### ACTION ITEM
In the records below, some lines hold the word "LocalStore". Copy each of those lines.

Start of DATA FOR REVIEW

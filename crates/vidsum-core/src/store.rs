use std::path::{Path, PathBuf};

use tokio::fs;

use crate::{error::HistoryError, types::HistoryItem};

/// Local persisted history: one serialized JSON array at a fixed path.
pub struct LocalStore {
    path: PathBuf,
}

impl LocalStore {
    pub fn new(path: impl Into<PathBuf>) -> Self {
        Self { path: path.into() }
    }

    /// Default location under the platform data directory.
    pub fn default_path() -> PathBuf {
        dirs::data_dir()
            .unwrap_or_else(|| PathBuf::from("."))
            .join("vidsum")
            .join("history.json")
    }

    pub fn path(&self) -> &Path {
        &self.path
    }

    /// A missing file reads as an empty history.
    pub async fn load(&self) -> Result<Vec<HistoryItem>, HistoryError> {
        match fs::read_to_string(&self.path).await {
            Ok(raw) => Ok(serde_json::from_str(&raw)?),
            Err(e) if e.kind() == std::io::ErrorKind::NotFound => Ok(Vec::new()),
            Err(e) => Err(e.into()),
        }
    }

    /// Writes atomically via write-to-temp-then-rename.
    pub async fn save(&self, items: &[HistoryItem]) -> Result<(), HistoryError> {
        if let Some(parent) = self.path.parent() {
            fs::create_dir_all(parent).await?;
        }
        let json = serde_json::to_string_pretty(items)?;
        let tmp = self.path.with_extension("tmp");
        fs::write(&tmp, json).await?;
        fs::rename(&tmp, &self.path).await?;
        Ok(())
    }
}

End of DATA FOR REVIEW

### TASK ANSWER
pub struct LocalStore {
impl LocalStore {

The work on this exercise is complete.